=== Begin Enclosure ===
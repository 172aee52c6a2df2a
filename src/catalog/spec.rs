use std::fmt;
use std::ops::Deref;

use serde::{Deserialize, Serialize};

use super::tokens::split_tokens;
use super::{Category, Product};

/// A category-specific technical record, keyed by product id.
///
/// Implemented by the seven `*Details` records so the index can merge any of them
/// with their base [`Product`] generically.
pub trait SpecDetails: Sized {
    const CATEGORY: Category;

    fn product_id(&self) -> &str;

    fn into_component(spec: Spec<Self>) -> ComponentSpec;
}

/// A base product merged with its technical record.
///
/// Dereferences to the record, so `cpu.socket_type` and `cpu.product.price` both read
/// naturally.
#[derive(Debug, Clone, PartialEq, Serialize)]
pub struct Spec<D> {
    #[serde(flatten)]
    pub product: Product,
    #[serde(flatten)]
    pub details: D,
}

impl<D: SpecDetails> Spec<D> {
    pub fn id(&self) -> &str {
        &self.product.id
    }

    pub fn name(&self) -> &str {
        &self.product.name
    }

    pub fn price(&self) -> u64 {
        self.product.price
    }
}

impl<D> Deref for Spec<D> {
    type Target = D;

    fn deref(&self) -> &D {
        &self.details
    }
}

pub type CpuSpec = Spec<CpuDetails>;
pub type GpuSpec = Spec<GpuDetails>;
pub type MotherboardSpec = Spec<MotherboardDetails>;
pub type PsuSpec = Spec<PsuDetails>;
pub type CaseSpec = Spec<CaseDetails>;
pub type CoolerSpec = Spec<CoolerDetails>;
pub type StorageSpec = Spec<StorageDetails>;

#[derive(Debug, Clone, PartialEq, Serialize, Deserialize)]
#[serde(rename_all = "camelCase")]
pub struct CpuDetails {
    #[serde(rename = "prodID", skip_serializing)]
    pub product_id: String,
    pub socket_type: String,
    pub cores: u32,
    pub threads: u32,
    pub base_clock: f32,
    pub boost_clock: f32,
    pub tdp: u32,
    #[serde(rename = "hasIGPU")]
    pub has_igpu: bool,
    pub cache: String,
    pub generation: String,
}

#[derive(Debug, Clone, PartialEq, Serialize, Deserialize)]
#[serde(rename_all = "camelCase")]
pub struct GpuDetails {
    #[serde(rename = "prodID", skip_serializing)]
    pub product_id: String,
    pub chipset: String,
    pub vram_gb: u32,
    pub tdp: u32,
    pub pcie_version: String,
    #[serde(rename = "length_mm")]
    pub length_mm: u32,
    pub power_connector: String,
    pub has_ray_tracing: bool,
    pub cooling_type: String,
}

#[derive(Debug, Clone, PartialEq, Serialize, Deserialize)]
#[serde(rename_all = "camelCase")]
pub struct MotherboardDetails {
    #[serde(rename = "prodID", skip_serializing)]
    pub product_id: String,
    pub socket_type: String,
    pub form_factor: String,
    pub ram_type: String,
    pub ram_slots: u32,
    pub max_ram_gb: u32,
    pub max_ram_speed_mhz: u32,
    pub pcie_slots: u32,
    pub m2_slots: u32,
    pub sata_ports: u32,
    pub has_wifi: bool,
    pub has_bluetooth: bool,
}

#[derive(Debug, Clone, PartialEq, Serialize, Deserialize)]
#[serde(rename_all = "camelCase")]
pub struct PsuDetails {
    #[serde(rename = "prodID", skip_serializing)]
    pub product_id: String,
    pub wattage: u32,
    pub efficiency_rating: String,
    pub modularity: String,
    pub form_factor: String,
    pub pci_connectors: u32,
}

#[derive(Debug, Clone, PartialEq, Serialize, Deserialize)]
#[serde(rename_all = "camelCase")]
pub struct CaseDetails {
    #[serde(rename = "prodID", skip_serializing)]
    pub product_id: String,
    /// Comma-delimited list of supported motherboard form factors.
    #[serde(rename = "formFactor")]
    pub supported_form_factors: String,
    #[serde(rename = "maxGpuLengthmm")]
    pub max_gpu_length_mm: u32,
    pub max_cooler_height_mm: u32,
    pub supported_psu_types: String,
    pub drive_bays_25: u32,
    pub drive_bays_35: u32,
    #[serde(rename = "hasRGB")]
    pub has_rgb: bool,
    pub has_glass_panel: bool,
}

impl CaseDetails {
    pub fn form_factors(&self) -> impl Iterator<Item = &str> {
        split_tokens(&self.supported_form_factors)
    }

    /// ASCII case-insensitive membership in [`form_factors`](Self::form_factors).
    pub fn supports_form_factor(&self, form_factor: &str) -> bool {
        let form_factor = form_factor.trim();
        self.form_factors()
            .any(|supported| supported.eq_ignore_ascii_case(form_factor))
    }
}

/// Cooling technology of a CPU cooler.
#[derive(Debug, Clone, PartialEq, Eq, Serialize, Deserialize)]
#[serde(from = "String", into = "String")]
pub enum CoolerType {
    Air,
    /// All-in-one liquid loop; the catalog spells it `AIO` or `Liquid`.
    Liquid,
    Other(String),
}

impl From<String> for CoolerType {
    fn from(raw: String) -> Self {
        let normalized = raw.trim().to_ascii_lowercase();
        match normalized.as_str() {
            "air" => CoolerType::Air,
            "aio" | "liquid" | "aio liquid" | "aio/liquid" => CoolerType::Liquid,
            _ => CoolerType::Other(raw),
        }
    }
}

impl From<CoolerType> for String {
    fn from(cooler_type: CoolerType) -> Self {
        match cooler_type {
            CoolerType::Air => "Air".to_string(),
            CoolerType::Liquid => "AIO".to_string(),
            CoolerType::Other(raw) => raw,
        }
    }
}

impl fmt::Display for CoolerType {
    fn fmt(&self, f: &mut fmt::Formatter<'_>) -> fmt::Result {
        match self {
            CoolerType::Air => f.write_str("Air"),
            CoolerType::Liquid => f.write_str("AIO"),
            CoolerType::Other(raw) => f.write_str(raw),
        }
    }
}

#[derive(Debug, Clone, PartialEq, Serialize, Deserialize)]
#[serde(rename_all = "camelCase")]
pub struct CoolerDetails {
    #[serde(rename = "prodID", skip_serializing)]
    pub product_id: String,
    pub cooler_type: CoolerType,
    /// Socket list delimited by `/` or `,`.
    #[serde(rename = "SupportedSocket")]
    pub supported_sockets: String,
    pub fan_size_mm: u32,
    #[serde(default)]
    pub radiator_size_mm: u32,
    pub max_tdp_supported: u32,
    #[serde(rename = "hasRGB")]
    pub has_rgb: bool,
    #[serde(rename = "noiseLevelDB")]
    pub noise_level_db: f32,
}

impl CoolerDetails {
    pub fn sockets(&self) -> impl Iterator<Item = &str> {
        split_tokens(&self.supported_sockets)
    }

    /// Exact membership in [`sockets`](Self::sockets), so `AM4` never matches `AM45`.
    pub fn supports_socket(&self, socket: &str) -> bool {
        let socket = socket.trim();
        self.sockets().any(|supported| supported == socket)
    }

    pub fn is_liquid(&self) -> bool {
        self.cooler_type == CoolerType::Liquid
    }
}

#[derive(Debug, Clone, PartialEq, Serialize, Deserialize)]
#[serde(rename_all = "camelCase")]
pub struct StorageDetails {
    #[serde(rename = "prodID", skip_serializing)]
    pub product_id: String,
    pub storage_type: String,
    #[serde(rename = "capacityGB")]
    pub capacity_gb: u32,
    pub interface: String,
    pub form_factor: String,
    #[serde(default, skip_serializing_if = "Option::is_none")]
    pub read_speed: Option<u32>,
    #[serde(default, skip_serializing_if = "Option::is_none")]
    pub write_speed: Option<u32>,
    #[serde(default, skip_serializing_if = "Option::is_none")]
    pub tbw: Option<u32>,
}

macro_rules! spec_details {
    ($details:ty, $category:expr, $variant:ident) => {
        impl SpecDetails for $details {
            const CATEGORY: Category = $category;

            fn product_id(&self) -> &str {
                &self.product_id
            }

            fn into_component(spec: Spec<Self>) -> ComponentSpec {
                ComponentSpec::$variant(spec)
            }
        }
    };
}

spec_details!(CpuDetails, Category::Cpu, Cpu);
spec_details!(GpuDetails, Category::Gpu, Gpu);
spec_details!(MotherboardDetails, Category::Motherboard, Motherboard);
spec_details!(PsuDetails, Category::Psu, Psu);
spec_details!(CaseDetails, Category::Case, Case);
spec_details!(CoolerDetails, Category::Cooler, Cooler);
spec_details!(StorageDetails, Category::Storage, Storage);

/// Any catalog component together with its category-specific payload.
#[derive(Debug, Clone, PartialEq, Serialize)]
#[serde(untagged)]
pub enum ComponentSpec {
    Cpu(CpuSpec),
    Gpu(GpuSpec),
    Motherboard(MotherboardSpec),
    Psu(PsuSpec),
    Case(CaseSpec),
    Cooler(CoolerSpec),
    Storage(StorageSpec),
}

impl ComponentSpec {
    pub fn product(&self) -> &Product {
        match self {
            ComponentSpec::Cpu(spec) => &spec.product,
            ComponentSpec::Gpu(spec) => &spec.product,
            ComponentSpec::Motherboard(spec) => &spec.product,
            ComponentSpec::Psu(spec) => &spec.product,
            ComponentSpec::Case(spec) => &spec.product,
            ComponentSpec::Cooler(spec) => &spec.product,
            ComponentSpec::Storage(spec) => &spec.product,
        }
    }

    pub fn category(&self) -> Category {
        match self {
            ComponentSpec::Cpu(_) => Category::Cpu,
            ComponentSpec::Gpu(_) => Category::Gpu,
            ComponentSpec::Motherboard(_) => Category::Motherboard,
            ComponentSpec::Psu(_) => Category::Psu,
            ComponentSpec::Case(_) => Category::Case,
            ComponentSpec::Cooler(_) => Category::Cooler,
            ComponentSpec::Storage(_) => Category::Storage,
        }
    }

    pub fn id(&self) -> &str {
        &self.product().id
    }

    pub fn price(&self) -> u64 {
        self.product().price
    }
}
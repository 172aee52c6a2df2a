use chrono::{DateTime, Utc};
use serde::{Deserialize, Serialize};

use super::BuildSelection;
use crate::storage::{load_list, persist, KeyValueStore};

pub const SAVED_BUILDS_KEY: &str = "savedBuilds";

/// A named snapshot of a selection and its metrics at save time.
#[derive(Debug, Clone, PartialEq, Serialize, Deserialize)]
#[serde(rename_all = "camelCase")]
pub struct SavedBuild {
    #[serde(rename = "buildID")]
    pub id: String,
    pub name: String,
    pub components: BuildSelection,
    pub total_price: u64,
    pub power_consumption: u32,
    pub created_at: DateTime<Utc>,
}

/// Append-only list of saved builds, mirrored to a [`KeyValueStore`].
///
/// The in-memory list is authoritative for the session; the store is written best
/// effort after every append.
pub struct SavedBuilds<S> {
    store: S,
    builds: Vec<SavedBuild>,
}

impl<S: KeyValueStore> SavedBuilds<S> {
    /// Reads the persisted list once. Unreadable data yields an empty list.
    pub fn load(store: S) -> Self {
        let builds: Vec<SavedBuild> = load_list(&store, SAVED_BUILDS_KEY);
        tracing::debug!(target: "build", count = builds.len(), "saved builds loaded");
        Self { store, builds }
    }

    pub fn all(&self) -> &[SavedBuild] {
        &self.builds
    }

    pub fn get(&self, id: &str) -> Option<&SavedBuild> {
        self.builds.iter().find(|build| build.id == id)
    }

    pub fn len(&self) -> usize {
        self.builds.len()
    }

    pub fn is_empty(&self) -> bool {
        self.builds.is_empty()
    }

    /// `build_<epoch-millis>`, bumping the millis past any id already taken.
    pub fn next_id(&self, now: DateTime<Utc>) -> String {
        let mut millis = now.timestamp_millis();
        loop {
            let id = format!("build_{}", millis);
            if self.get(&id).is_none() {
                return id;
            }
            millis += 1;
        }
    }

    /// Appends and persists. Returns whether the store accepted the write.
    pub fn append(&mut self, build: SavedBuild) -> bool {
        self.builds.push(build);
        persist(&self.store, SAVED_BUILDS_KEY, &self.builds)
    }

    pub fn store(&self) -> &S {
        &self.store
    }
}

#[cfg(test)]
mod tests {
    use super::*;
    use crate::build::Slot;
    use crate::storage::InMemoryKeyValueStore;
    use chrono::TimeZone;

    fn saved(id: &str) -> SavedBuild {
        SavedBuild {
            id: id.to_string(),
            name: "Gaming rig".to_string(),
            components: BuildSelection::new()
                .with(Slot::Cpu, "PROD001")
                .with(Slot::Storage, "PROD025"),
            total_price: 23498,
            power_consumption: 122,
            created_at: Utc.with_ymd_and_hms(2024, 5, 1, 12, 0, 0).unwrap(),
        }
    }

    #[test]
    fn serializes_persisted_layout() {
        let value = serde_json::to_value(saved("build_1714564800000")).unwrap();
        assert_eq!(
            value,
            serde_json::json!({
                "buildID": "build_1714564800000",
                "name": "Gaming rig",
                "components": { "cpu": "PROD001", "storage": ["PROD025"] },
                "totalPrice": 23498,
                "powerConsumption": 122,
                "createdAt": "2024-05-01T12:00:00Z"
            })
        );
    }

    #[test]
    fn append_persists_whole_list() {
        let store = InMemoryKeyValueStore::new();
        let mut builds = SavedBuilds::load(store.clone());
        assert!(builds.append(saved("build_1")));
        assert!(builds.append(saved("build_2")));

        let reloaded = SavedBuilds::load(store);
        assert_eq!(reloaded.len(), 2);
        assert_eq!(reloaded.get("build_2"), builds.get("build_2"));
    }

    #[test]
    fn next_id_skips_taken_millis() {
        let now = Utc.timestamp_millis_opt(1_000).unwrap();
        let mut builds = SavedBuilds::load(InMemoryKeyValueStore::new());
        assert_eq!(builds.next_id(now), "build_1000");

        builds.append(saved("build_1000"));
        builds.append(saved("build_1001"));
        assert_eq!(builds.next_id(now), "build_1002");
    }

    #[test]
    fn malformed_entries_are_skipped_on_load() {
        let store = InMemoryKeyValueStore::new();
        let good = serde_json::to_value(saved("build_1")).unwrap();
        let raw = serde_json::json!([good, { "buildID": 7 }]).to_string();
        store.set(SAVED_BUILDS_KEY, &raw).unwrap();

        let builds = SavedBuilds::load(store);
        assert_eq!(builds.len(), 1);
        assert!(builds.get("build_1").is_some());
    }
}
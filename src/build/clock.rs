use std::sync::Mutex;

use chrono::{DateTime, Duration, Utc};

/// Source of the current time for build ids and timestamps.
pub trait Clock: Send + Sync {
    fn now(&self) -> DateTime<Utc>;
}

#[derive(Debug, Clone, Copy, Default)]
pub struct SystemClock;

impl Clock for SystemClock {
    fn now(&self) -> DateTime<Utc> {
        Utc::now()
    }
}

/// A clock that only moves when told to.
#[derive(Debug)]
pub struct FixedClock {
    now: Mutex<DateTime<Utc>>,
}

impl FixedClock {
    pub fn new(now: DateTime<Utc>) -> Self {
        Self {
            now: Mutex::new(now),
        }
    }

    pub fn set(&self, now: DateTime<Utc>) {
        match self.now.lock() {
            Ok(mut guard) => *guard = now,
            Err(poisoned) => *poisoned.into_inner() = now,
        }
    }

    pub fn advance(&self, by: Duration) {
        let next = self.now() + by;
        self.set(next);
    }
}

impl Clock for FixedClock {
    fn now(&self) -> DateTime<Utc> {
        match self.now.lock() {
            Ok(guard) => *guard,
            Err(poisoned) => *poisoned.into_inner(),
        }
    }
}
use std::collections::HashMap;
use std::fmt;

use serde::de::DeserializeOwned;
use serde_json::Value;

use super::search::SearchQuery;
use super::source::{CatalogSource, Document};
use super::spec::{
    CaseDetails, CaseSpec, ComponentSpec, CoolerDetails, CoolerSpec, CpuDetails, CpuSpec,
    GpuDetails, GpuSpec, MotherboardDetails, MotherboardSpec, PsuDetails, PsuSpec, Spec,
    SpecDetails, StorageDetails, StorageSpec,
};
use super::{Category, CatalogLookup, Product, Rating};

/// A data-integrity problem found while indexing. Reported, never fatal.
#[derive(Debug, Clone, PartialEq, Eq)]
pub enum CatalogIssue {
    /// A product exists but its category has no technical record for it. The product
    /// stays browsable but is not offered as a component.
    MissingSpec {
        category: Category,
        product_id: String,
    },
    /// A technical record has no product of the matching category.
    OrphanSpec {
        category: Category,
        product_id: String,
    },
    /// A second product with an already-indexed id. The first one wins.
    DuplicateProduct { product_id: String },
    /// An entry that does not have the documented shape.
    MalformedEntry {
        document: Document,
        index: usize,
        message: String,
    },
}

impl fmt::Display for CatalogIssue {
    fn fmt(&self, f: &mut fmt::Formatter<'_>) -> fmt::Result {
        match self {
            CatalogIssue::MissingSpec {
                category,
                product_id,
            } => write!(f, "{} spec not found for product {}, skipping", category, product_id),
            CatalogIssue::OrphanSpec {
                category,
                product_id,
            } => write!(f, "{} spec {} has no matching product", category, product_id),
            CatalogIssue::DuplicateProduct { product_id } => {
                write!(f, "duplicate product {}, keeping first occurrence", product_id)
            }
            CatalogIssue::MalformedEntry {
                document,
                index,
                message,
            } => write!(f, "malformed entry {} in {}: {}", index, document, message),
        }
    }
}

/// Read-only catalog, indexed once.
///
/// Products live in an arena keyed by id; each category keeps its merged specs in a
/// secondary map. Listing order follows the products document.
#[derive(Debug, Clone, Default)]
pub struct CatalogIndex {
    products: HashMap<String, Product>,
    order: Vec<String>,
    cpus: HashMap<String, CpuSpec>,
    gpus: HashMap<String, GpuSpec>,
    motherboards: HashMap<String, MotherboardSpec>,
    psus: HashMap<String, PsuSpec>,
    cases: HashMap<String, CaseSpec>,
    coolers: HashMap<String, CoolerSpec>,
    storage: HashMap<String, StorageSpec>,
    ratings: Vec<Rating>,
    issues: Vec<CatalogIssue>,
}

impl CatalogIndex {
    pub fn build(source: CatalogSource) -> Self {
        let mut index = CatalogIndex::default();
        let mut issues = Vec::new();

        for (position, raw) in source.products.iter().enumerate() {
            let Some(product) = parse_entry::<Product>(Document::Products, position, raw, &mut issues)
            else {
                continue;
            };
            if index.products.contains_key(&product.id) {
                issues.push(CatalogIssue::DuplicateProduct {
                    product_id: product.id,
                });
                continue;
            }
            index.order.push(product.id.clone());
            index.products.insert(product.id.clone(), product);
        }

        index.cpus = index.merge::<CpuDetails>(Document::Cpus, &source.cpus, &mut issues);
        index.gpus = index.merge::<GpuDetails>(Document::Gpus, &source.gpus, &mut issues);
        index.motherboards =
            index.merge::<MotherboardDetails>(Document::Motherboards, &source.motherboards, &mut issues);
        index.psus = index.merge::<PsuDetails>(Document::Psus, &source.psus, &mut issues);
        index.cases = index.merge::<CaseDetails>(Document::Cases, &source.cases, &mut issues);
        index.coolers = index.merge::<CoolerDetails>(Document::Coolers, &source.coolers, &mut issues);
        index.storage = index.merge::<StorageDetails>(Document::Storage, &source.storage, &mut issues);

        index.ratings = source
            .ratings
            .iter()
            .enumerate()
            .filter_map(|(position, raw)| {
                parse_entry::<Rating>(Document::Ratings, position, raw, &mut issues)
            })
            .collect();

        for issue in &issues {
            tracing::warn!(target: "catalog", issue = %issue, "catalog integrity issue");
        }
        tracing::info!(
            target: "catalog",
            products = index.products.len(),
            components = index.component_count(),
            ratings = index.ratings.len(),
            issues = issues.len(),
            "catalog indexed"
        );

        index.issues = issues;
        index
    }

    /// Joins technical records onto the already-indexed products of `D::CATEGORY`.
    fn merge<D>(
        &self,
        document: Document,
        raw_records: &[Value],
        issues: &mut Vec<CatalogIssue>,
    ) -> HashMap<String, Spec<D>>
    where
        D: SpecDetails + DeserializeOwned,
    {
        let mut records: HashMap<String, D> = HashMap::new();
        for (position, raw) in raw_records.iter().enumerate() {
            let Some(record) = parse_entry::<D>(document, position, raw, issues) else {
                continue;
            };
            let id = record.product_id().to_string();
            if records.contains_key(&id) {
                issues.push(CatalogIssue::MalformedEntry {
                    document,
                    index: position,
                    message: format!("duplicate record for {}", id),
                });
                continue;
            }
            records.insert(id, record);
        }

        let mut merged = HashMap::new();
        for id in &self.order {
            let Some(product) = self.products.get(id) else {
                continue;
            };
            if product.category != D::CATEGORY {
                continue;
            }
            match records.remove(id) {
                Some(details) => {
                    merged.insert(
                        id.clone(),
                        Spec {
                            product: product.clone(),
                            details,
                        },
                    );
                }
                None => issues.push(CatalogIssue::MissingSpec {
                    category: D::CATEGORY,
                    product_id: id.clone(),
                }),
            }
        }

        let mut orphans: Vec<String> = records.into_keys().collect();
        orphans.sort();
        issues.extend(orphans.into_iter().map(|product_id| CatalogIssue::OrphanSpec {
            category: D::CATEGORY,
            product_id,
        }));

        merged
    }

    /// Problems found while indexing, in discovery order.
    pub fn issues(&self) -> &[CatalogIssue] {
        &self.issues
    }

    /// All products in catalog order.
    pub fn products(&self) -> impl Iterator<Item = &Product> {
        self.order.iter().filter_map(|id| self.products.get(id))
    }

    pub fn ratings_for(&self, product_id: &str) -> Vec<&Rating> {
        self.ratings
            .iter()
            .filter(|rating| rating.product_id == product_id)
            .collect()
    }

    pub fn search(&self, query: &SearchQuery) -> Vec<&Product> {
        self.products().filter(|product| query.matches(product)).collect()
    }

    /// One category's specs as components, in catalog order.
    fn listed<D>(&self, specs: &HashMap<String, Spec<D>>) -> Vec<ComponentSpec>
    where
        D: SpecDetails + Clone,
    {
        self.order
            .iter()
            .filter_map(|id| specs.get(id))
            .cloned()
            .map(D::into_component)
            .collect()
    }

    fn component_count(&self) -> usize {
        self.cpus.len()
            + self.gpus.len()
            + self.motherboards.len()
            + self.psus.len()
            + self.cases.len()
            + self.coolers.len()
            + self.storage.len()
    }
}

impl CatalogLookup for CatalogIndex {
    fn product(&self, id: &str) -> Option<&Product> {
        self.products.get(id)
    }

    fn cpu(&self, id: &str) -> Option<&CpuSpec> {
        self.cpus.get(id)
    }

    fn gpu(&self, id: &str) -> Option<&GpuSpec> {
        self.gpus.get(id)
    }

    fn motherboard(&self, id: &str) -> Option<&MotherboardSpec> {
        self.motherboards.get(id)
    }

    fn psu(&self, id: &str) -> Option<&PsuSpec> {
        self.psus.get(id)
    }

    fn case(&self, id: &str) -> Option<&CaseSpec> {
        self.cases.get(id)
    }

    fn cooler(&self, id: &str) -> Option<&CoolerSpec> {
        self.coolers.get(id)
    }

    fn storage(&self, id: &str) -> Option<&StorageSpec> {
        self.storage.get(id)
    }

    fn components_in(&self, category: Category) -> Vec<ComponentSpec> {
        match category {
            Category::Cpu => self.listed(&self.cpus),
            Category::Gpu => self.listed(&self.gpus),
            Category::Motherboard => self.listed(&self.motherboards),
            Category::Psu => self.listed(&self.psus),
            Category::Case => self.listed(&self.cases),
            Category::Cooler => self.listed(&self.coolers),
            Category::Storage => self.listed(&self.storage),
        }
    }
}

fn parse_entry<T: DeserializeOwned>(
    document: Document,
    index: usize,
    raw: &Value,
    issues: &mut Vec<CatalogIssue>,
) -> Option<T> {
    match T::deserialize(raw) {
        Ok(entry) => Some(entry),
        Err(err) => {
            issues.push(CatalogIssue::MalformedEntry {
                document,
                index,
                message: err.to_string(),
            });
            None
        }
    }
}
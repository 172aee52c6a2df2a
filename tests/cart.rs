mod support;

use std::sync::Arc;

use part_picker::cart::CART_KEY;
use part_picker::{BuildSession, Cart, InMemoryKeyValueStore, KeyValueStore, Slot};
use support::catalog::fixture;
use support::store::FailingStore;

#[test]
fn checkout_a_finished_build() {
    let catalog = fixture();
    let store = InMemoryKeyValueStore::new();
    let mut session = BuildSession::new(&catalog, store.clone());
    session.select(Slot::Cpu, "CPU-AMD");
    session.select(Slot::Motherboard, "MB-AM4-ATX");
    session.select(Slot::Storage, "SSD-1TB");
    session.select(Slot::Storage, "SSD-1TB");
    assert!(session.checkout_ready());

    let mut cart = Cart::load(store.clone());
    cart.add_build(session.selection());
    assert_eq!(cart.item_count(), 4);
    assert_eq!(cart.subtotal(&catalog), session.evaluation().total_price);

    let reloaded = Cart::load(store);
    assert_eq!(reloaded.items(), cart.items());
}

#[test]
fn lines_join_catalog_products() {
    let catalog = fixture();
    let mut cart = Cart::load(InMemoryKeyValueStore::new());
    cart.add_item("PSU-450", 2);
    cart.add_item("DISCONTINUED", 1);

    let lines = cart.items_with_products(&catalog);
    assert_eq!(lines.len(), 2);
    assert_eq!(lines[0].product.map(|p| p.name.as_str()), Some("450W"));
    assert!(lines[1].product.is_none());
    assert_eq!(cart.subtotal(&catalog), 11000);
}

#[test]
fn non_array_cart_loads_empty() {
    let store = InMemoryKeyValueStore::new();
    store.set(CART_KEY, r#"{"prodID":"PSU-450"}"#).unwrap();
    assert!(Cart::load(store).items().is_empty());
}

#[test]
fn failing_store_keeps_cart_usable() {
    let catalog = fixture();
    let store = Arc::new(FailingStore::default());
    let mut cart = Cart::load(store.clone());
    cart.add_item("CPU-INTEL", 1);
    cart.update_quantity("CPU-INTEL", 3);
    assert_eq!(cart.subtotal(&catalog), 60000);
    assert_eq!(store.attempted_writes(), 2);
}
=== End Enclosure ===
▶ [About this exercise]: Among the lines of the data, identify those with the word "loop". Copy each of them.

▶ [Task answer]:
    /// All-in-one liquid loop; the catalog spells it `AIO` or `Liquid`.
        loop {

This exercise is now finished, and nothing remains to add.